HARMONI is a visible and near-infrared (0.47 to 2.45 µm) integral field spectrograph, providing the E-ELT's core spectroscopic capability, over a range of resolving powers from R (≡λ/Δλ) ~500 to R~20000. The instrument provides simultaneous spectra of ~32000 (8000) spaxels in the near-IR (visible) arranged in a √2:1 aspect ratio contiguous field.
HARMONI provides a range of spatial pixel (spaxel) scales, which permit the user to optimally configure the instrument for a wide range of science programs, from ultra-sensitive to diffraction limited, spatially resolved, physical, chemical and kinematic studies of astrophysical sources. The coarsest scale (with spaxels of 0.06"x0.03") provides a 6" x 9" FoV, well suited to seeing limited observations, and the finest scale a factor of 15 finer (0.004" / spaxel), Nyquist sampling the diffraction limit of the E-ELT at near-infrared wavelengths. With its large range of spaxel scales, HARMONI can easily adapt to any flavour of adaptive optics -- indeed it is designed to work with GLAO, LTAO and SCAO, or even with no AO at all!

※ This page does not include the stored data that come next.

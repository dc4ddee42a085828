//! Argon2id credential hasher

use argon2::password_hash::{PasswordHash, PasswordHasher, PasswordVerifier, SaltString};
use argon2::{Algorithm, Argon2, Params, Version};
use rand::rngs::OsRng;

use crate::config::Argon2Params;
use crate::domain::result::{Error, Result};
use crate::domain::Credential;
use crate::ports::CredentialHasher;

/// Hashes passwords into PHC strings (`$argon2id$v=19$m=...`).
///
/// The cost parameters are embedded in every credential, so changing them
/// only affects newly hashed passwords.
pub struct Argon2Hasher {
    argon2: Argon2<'static>,
}

impl Argon2Hasher {
    pub fn new(params: &Argon2Params) -> Result<Self> {
        let params = Params::new(
            params.memory_cost,
            params.time_cost,
            params.parallelism,
            None,
        )
        .map_err(|e| Error::Config(format!("invalid argon2 parameters: {}", e)))?;

        Ok(Self {
            argon2: Argon2::new(Algorithm::Argon2id, Version::V0x13, params),
        })
    }
}

impl CredentialHasher for Argon2Hasher {
    fn hash(&self, plaintext: &str) -> Result<Credential> {
        let salt = SaltString::generate(&mut OsRng);
        let hash = self
            .argon2
            .hash_password(plaintext.as_bytes(), &salt)
            .map_err(|e| Error::storage(format!("failed to hash password: {}", e)))?;
        Ok(Credential::new(hash.to_string()))
    }

    fn verify(&self, plaintext: &str, credential: &Credential) -> bool {
        match PasswordHash::new(credential.as_str()) {
            Ok(parsed) => self
                .argon2
                .verify_password(plaintext.as_bytes(), &parsed)
                .is_ok(),
            Err(_) => false,
        }
    }
}
//! Concurrent ledger access tests
//!
//! Several threads share one context and race on the same rows. Conflicting
//! store transactions are retried from a fresh snapshot, so business checks
//! always see committed state.
//!
//! Run with: cargo test --test concurrent_access_test -- --nocapture

use std::sync::atomic::{AtomicUsize, Ordering};
use std::sync::{Arc, Barrier};
use std::thread;
use tempfile::TempDir;

use rust_decimal::Decimal;

use tally_core::config::SETTINGS_FILE;
use tally_core::{Error, ErrorKind, RegistrationRequest, TallyContext, UserHandle};

/// Number of concurrent threads for stress tests
const THREAD_COUNT: usize = 6;

/// Iterations per thread in the transfer stress test
const TRANSFERS_PER_THREAD: usize = 10;

const PASSWORD: &str = "Secret@123";

/// Cheap argon2; the store keeps its shipped retry budget
const TEST_SETTINGS: &str = r#"{
    "argon2": { "memoryCost": 8, "timeCost": 1, "parallelism": 1 }
}"#;

fn create_shared_context(temp_dir: &TempDir) -> Arc<TallyContext> {
    std::fs::write(temp_dir.path().join(SETTINGS_FILE), TEST_SETTINGS).unwrap();
    Arc::new(TallyContext::new(temp_dir.path()).expect("Failed to create context"))
}

fn request(username: &str, email: &str, deposit: i64) -> RegistrationRequest {
    RegistrationRequest {
        fullname: "Test Person".to_string(),
        username: username.to_string(),
        email: email.to_string(),
        password: PASSWORD.to_string(),
        initial_deposit: Decimal::new(deposit, 0),
    }
}

fn register(ctx: &TallyContext, username: &str, deposit: i64) -> UserHandle {
    ctx.registry
        .register(&request(username, &format!("{}@example.com", username), deposit))
        .unwrap();
    ctx.auth.authenticate(username, PASSWORD).unwrap()
}

/// Test: balance 100, two concurrent withdraw(60). At most one succeeds and
/// the balance never goes negative.
#[test]
fn test_concurrent_withdrawals_cannot_overdraw() {
    let temp_dir = TempDir::new().unwrap();
    let ctx = create_shared_context(&temp_dir);
    let user = register(&ctx, "alice", 2000);
    ctx.ledger.withdraw(&user, Decimal::new(1900, 0)).unwrap();
    assert_eq!(ctx.ledger.get_balance(&user).unwrap(), Decimal::new(100, 0));

    let barrier = Arc::new(Barrier::new(2));
    let mut handles = vec![];

    for _ in 0..2 {
        let ctx = Arc::clone(&ctx);
        let barrier = Arc::clone(&barrier);
        let user = user.clone();

        handles.push(thread::spawn(move || {
            barrier.wait();
            ctx.ledger.withdraw(&user, Decimal::new(60, 0))
        }));
    }

    let results: Vec<_> = handles.into_iter().map(|h| h.join().unwrap()).collect();
    let successes = results.iter().filter(|r| r.is_ok()).count();

    println!("withdraw results: {:?}", results);
    assert_eq!(successes, 1);
    for result in &results {
        if let Err(e) = result {
            assert!(matches!(e, Error::InsufficientFunds), "unexpected error: {:?}", e);
        }
    }
    assert_eq!(ctx.ledger.get_balance(&user).unwrap(), Decimal::new(40, 0));
    assert!(ctx.doctor.run_checks().unwrap().is_healthy());
}

/// Test: many threads register the same username at once. Exactly one wins.
#[test]
fn test_concurrent_registrations_same_username() {
    let temp_dir = TempDir::new().unwrap();
    let ctx = create_shared_context(&temp_dir);

    let barrier = Arc::new(Barrier::new(THREAD_COUNT));
    let success_count = Arc::new(AtomicUsize::new(0));
    let duplicate_count = Arc::new(AtomicUsize::new(0));
    let mut handles = vec![];

    for thread_id in 0..THREAD_COUNT {
        let ctx = Arc::clone(&ctx);
        let barrier = Arc::clone(&barrier);
        let success_count = Arc::clone(&success_count);
        let duplicate_count = Arc::clone(&duplicate_count);

        handles.push(thread::spawn(move || {
            let req = request("racer", &format!("racer{}@example.com", thread_id), 2000);
            barrier.wait();
            match ctx.registry.register(&req) {
                Ok(_) => {
                    success_count.fetch_add(1, Ordering::SeqCst);
                }
                Err(Error::DuplicateUsername) => {
                    duplicate_count.fetch_add(1, Ordering::SeqCst);
                }
                Err(e) => panic!("thread {}: unexpected error {:?}", thread_id, e),
            }
        }));
    }

    for handle in handles {
        handle.join().unwrap();
    }

    assert_eq!(success_count.load(Ordering::SeqCst), 1);
    assert_eq!(duplicate_count.load(Ordering::SeqCst), THREAD_COUNT - 1);

    let status = ctx.status.get_status().unwrap();
    assert_eq!(status.total_users, 1);
    assert_eq!(status.total_transactions, 1);
}

/// Test: transfers in opposite directions between the same two accounts
/// conserve money and keep every balance matching its ledger. None of them
/// runs out of conflict retries under the default store settings.
#[test]
fn test_opposite_direction_transfers_conserve_money() {
    let temp_dir = TempDir::new().unwrap();
    let ctx = create_shared_context(&temp_dir);
    let alice = register(&ctx, "alice", 5000);
    let bob = register(&ctx, "bobby", 5000);

    let barrier = Arc::new(Barrier::new(THREAD_COUNT));
    let success_count = Arc::new(AtomicUsize::new(0));
    let storage_failures = Arc::new(AtomicUsize::new(0));
    let mut handles = vec![];

    for thread_id in 0..THREAD_COUNT {
        let ctx = Arc::clone(&ctx);
        let barrier = Arc::clone(&barrier);
        let success_count = Arc::clone(&success_count);
        let storage_failures = Arc::clone(&storage_failures);
        let (from, to) = if thread_id % 2 == 0 {
            (alice.clone(), bob.clone())
        } else {
            (bob.clone(), alice.clone())
        };

        handles.push(thread::spawn(move || {
            barrier.wait();
            for _ in 0..TRANSFERS_PER_THREAD {
                match ctx
                    .ledger
                    .transfer(&from, to.account_number(), Decimal::new(25, 0))
                {
                    Ok(_) => {
                        success_count.fetch_add(1, Ordering::SeqCst);
                    }
                    Err(e) if e.kind() == ErrorKind::Storage => {
                        eprintln!("thread {}: transfer gave up: {}", thread_id, e);
                        storage_failures.fetch_add(1, Ordering::SeqCst);
                    }
                    Err(e) => panic!("thread {}: transfer failed: {:?}", thread_id, e),
                }
            }
        }));
    }

    for handle in handles {
        handle.join().unwrap();
    }

    let total = ctx.ledger.get_balance(&alice).unwrap() + ctx.ledger.get_balance(&bob).unwrap();
    assert_eq!(total, Decimal::new(10_000, 0));
    // The default retry budget absorbs this much contention
    assert_eq!(storage_failures.load(Ordering::SeqCst), 0);
    assert_eq!(
        success_count.load(Ordering::SeqCst),
        THREAD_COUNT * TRANSFERS_PER_THREAD
    );

    let result = ctx.doctor.run_checks().unwrap();
    assert!(result.is_healthy(), "{:?}", result);
}

/// Test: concurrent deposits to one account all land.
#[test]
fn test_concurrent_deposits_all_recorded() {
    let temp_dir = TempDir::new().unwrap();
    let ctx = create_shared_context(&temp_dir);
    let user = register(&ctx, "alice", 2000);

    let barrier = Arc::new(Barrier::new(THREAD_COUNT));
    let mut handles = vec![];

    for _ in 0..THREAD_COUNT {
        let ctx = Arc::clone(&ctx);
        let barrier = Arc::clone(&barrier);
        let user = user.clone();

        handles.push(thread::spawn(move || {
            barrier.wait();
            ctx.ledger.deposit(&user, Decimal::new(1, 0)).unwrap();
        }));
    }

    for handle in handles {
        handle.join().unwrap();
    }

    assert_eq!(
        ctx.ledger.get_balance(&user).unwrap(),
        Decimal::new(2000 + THREAD_COUNT as i64, 0)
    );
    assert_eq!(ctx.ledger.history(&user).count(), THREAD_COUNT + 1);
}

HARMONI is conceived as a workhorse instrument, addressing many of the key E-ELT science cases. It will exploit the E-ELT's scientific niche in its early years, starting at first light. At close-to-diffraction limited scales, it will capitalise on the D4 sensitivity gains of the E-ELT, providing unprecedented gains in sensitivity and spatial resolution, which when put together, will transform the landscape in observational visible and near-infrared astronomy. Even in seeing limited conditions (or when AO cannot be used to provide high Strehl ratios), HARMONI provides impressive gains with respect to the current generation of VLT instruments, e.g. a gain of ~25 in speed relative to MUSE at the ESO-VLT. Its high throughput (35% average) ensures that scientists can make the most of the precious photons collected by the enormous collecting area of the E-ELT. HARMONI will have a high complementarity and synergy with ALMA and JWST, with similar angular resolution to the former, and comparable sensitivity to the latter.
HARMONI is conceptually simple (for a 39 m telescope instrument), and will be easy to calibrate and operate, providing the E-ELT with a "point and shoot" spectroscopic capability. Although the size and mass of the instrument make it challenging to realise, it is based on a proven concept, and requires no significant R&D before it can be built.